- PROVIDED MATERIAL
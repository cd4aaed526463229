pub mod catalog;
pub mod config;
pub mod models;
pub mod services;
pub mod utils;

pub use catalog::{CatalogProvider, InMemoryCatalog};
pub use config::Config;
pub use models::{Product, ProductFilter, RankedProduct, SortMode};
pub use services::{RankingEngine, RankingError, ScoreCalculator};
use serde::Deserialize;
use std::env;

#[derive(Debug, Clone, Deserialize)]
pub struct Config {
    pub service: ServiceConfig,
    pub ranking: RankingConfig,
}

#[derive(Debug, Clone, Deserialize)]
pub struct ServiceConfig {
    pub service_name: String,
}

/// Engine calibration constants. Factor weights are fixed in code and are
/// deliberately not configurable here.
#[derive(Debug, Clone, Deserialize)]
pub struct RankingConfig {
    /// Price at which the price sub-score equals 50
    pub reference_price: f64,
    /// Days during which new products receive a recency boost
    pub recency_window_days: i64,
}

impl Config {
    pub fn from_env() -> Result<Self, env::VarError> {
        dotenvy::dotenv().ok();

        Ok(Config {
            service: ServiceConfig {
                service_name: env::var("SERVICE_NAME")
                    .unwrap_or_else(|_| "product-ranking-service".to_string()),
            },
            ranking: RankingConfig {
                reference_price: env::var("REFERENCE_PRICE")
                    .unwrap_or_else(|_| "500.0".to_string())
                    .parse()
                    .expect("REFERENCE_PRICE must be a valid f64"),
                recency_window_days: env::var("RECENCY_WINDOW_DAYS")
                    .unwrap_or_else(|_| "30".to_string())
                    .parse()
                    .expect("RECENCY_WINDOW_DAYS must be a valid i64"),
            },
        })
    }
}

- DESCRIPTION OF THE TASK
How many of the lines above contain the word "must"? Only the number should be given.

- EXERCISE OUTPUT
2